[Opening DATA TO USE section]

use thiserror::Error;

/// Errors that can occur during webcam capture operations.
///
/// None of these are fatal: the session façade degrades every variant to a
/// `false`/`None` result or a logged warning.
#[derive(Debug, Error, Clone, PartialEq, Eq)]
pub enum CaptureError {
    #[error("permission denied")]
    PermissionDenied,

    #[error("device not available")]
    DeviceNotAvailable,

    #[error("constraints unsatisfiable: {0}")]
    ConstraintsUnsatisfiable(String),

    #[error("configuration failed: {0}")]
    ConfigurationFailed(String),

    #[error("a recording is already in progress")]
    AlreadyRecording,

    #[error("invalid state: {0}")]
    InvalidState(String),

    #[error("encoding failed: {0}")]
    EncodingFailed(String),

    #[error("preview failed: {0}")]
    PreviewFailed(String),

    #[error("storage error: {0}")]
    StorageError(String),

    #[error("unknown error: {0}")]
    Unknown(String),
}
pub mod acquisition;
pub mod device_stream;
pub mod facade;
pub mod finalizer;
pub mod preview;
pub mod recorder;

#[cfg(test)]
pub(crate) mod mock;
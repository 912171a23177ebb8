//! # webcam-capture-core
//!
//! Platform-agnostic webcam capture core library.
//!
//! Acquires a combined camera + microphone stream, drives an encoder across
//! one recording, buffers its chunks in arrival order, and turns them into a
//! single artifact. Every exit path (stop, teardown, encoder fault, drop)
//! releases the device tracks exactly once.
//!
//! Platform backends implement [`CaptureBackend`] and plug into the generic
//! [`CaptureSession`]. Game screens talk to the [`WebcamRecorder`] façade
//! through the [`RecordingSession`] trait.
//!
//! ## Architecture
//!
//! ```text
//! webcam-capture-core (this crate)
//! ├── traits/       ← CaptureBackend, MediaStream, MediaEncoder, PreviewSurface, SessionDelegate, RecordingSession
//! ├── models/       ← CaptureError, PermissionState, SessionPhase, RecorderConfiguration, Artifact, SessionMetadata
//! ├── processing/   ← ChunkBuffer, mime type selection
//! ├── session/      ← DeviceAcquisition, CaptureSession, finalizer, WebcamRecorder
//! ├── storage/      ← artifact + metadata export
//! └── schedule/     ← Countdown, PhaseScheduler (game-side timing)
//! ```

pub mod models;
pub mod processing;
pub mod schedule;
pub mod session;
pub mod storage;
pub mod traits;

// Re-export key types at crate root for convenience.
pub use models::artifact::{Artifact, SessionOutcome};
pub use models::config::RecorderConfiguration;
pub use models::error::CaptureError;
pub use models::media::{EncoderOptions, StreamConstraints, StreamInfo, TrackInfo, TrackKind, VideoSettings};
pub use models::metadata::SessionMetadata;
pub use models::state::{PermissionState, SessionPhase};
pub use processing::chunk_buffer::ChunkBuffer;
pub use schedule::countdown::{Countdown, CountdownEvent};
pub use schedule::phases::{GamePhase, PhaseScheduler};
pub use session::facade::WebcamRecorder;
pub use session::preview::PreviewSlot;
pub use session::recorder::{CaptureSession, SessionDiagnostics};
pub use storage::export::{export_outcome, ExportedSession};
pub use traits::capture_backend::CaptureBackend;
pub use traits::capture_session::RecordingSession;
pub use traits::media_encoder::{ChunkCallback, MediaEncoder};
pub use traits::media_stream::MediaStream;
pub use traits::preview_surface::PreviewSurface;
pub use traits::session_delegate::SessionDelegate;
use std::sync::atomic::{AtomicBool, Ordering};
use std::sync::Arc;

use webcam_capture_core::models::media::{StreamInfo, TrackInfo, TrackKind, VideoSettings};
use webcam_capture_core::traits::media_stream::MediaStream;

use crate::devices::DeviceMonitor;

struct SyntheticTrack {
    info: TrackInfo,
    live: Arc<AtomicBool>,
}

/// Fake camera (and optional microphone) stream.
///
/// Each live track counts toward the shared [`DeviceMonitor`]. Stopping a
/// track twice is harmless.
pub struct SyntheticStream {
    id: String,
    tracks: Vec<SyntheticTrack>,
    video: VideoSettings,
    monitor: DeviceMonitor,
}

impl SyntheticStream {
    pub(crate) fn open(video: VideoSettings, audio: bool, monitor: DeviceMonitor) -> Self {
        let id = uuid::Uuid::new_v4().to_string();
        monitor.stream_opened();

        let mut kinds = vec![(TrackKind::Video, "Synthetic Camera")];
        if audio {
            kinds.push((TrackKind::Audio, "Synthetic Microphone"));
        }

        let tracks = kinds
            .into_iter()
            .map(|(kind, label)| {
                monitor.track_started();
                SyntheticTrack {
                    info: TrackInfo {
                        id: uuid::Uuid::new_v4().to_string(),
                        kind,
                        label: label.into(),
                    },
                    live: Arc::new(AtomicBool::new(true)),
                }
            })
            .collect();

        Self {
            id,
            tracks,
            video,
            monitor,
        }
    }

    /// Liveness flag of the video track, shared with encoders reading it.
    pub(crate) fn video_live(&self) -> Arc<AtomicBool> {
        self.tracks
            .iter()
            .find(|t| t.info.kind == TrackKind::Video)
            .map(|t| Arc::clone(&t.live))
            .unwrap_or_else(|| Arc::new(AtomicBool::new(false)))
    }
}

impl MediaStream for SyntheticStream {
    fn info(&self) -> StreamInfo {
        StreamInfo {
            id: self.id.clone(),
            tracks: self.tracks.iter().map(|t| t.info.clone()).collect(),
            video: Some(self.video),
        }
    }

    fn stop_all_tracks(&mut self) {
        for track in &self.tracks {
            if track.live.swap(false, Ordering::SeqCst) {
                self.monitor.track_stopped();
            }
        }
    }

    fn live_track_count(&self) -> usize {
        self.tracks
            .iter()
            .filter(|t| t.live.load(Ordering::SeqCst))
            .count()
    }
}

impl Drop for SyntheticStream {
    fn drop(&mut self) {
        // Real devices stop when their last handle goes away.
        self.stop_all_tracks();
    }
}
pub mod artifact;
pub mod config;
pub mod error;
pub mod media;
pub mod metadata;
pub mod state;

[Closing DATA TO USE section]

- [ASSIGNED TASK] Nothing in the records may be altered; restate them word for word.

- [SOLUTION FOR THIS TASK]
use thiserror::Error;

/// Errors that can occur during webcam capture operations.
///
/// None of these are fatal: the session façade degrades every variant to a
/// `false`/`None` result or a logged warning.
#[derive(Debug, Error, Clone, PartialEq, Eq)]
pub enum CaptureError {
    #[error("permission denied")]
    PermissionDenied,

    #[error("device not available")]
    DeviceNotAvailable,

    #[error("constraints unsatisfiable: {0}")]
    ConstraintsUnsatisfiable(String),

    #[error("configuration failed: {0}")]
    ConfigurationFailed(String),

    #[error("a recording is already in progress")]
    AlreadyRecording,

    #[error("invalid state: {0}")]
    InvalidState(String),

    #[error("encoding failed: {0}")]
    EncodingFailed(String),

    #[error("preview failed: {0}")]
    PreviewFailed(String),

    #[error("storage error: {0}")]
    StorageError(String),

    #[error("unknown error: {0}")]
    Unknown(String),
}
pub mod acquisition;
pub mod device_stream;
pub mod facade;
pub mod finalizer;
pub mod preview;
pub mod recorder;

#[cfg(test)]
pub(crate) mod mock;
repository 912171a23177ebb8
//! # webcam-capture-core
//!
//! Platform-agnostic webcam capture core library.
//!
//! Acquires a combined camera + microphone stream, drives an encoder across
//! one recording, buffers its chunks in arrival order, and turns them into a
//! single artifact. Every exit path (stop, teardown, encoder fault, drop)
//! releases the device tracks exactly once.
//!
//! Platform backends implement [`CaptureBackend`] and plug into the generic
//! [`CaptureSession`]. Game screens talk to the [`WebcamRecorder`] façade
//! through the [`RecordingSession`] trait.
//!
//! ## Architecture
//!
//! ```text
//! webcam-capture-core (this crate)
//! ├── traits/       ← CaptureBackend, MediaStream, MediaEncoder, PreviewSurface, SessionDelegate, RecordingSession
//! ├── models/       ← CaptureError, PermissionState, SessionPhase, RecorderConfiguration, Artifact, SessionMetadata
//! ├── processing/   ← ChunkBuffer, mime type selection
//! ├── session/      ← DeviceAcquisition, CaptureSession, finalizer, WebcamRecorder
//! ├── storage/      ← artifact + metadata export
//! └── schedule/     ← Countdown, PhaseScheduler (game-side timing)
//! ```

pub mod models;
pub mod processing;
pub mod schedule;
pub mod session;
pub mod storage;
pub mod traits;

// Re-export key types at crate root for convenience.
pub use models::artifact::{Artifact, SessionOutcome};
pub use models::config::RecorderConfiguration;
pub use models::error::CaptureError;
pub use models::media::{EncoderOptions, StreamConstraints, StreamInfo, TrackInfo, TrackKind, VideoSettings};
pub use models::metadata::SessionMetadata;
pub use models::state::{PermissionState, SessionPhase};
pub use processing::chunk_buffer::ChunkBuffer;
pub use schedule::countdown::{Countdown, CountdownEvent};
pub use schedule::phases::{GamePhase, PhaseScheduler};
pub use session::facade::WebcamRecorder;
pub use session::preview::PreviewSlot;
pub use session::recorder::{CaptureSession, SessionDiagnostics};
pub use storage::export::{export_outcome, ExportedSession};
pub use traits::capture_backend::CaptureBackend;
pub use traits::capture_session::RecordingSession;
pub use traits::media_encoder::{ChunkCallback, MediaEncoder};
pub use traits::media_stream::MediaStream;
pub use traits::preview_surface::PreviewSurface;
pub use traits::session_delegate::SessionDelegate;
use std::sync::atomic::{AtomicBool, Ordering};
use std::sync::Arc;

use webcam_capture_core::models::media::{StreamInfo, TrackInfo, TrackKind, VideoSettings};
use webcam_capture_core::traits::media_stream::MediaStream;

use crate::devices::DeviceMonitor;

struct SyntheticTrack {
    info: TrackInfo,
    live: Arc<AtomicBool>,
}

/// Fake camera (and optional microphone) stream.
///
/// Each live track counts toward the shared [`DeviceMonitor`]. Stopping a
/// track twice is harmless.
pub struct SyntheticStream {
    id: String,
    tracks: Vec<SyntheticTrack>,
    video: VideoSettings,
    monitor: DeviceMonitor,
}

impl SyntheticStream {
    pub(crate) fn open(video: VideoSettings, audio: bool, monitor: DeviceMonitor) -> Self {
        let id = uuid::Uuid::new_v4().to_string();
        monitor.stream_opened();

        let mut kinds = vec![(TrackKind::Video, "Synthetic Camera")];
        if audio {
            kinds.push((TrackKind::Audio, "Synthetic Microphone"));
        }

        let tracks = kinds
            .into_iter()
            .map(|(kind, label)| {
                monitor.track_started();
                SyntheticTrack {
                    info: TrackInfo {
                        id: uuid::Uuid::new_v4().to_string(),
                        kind,
                        label: label.into(),
                    },
                    live: Arc::new(AtomicBool::new(true)),
                }
            })
            .collect();

        Self {
            id,
            tracks,
            video,
            monitor,
        }
    }

    /// Liveness flag of the video track, shared with encoders reading it.
    pub(crate) fn video_live(&self) -> Arc<AtomicBool> {
        self.tracks
            .iter()
            .find(|t| t.info.kind == TrackKind::Video)
            .map(|t| Arc::clone(&t.live))
            .unwrap_or_else(|| Arc::new(AtomicBool::new(false)))
    }
}

impl MediaStream for SyntheticStream {
    fn info(&self) -> StreamInfo {
        StreamInfo {
            id: self.id.clone(),
            tracks: self.tracks.iter().map(|t| t.info.clone()).collect(),
            video: Some(self.video),
        }
    }

    fn stop_all_tracks(&mut self) {
        for track in &self.tracks {
            if track.live.swap(false, Ordering::SeqCst) {
                self.monitor.track_stopped();
            }
        }
    }

    fn live_track_count(&self) -> usize {
        self.tracks
            .iter()
            .filter(|t| t.live.load(Ordering::SeqCst))
            .count()
    }
}

impl Drop for SyntheticStream {
    fn drop(&mut self) {
        // Real devices stop when their last handle goes away.
        self.stop_all_tracks();
    }
}
pub mod artifact;
pub mod config;
pub mod error;
pub mod media;
pub mod metadata;
pub mod state;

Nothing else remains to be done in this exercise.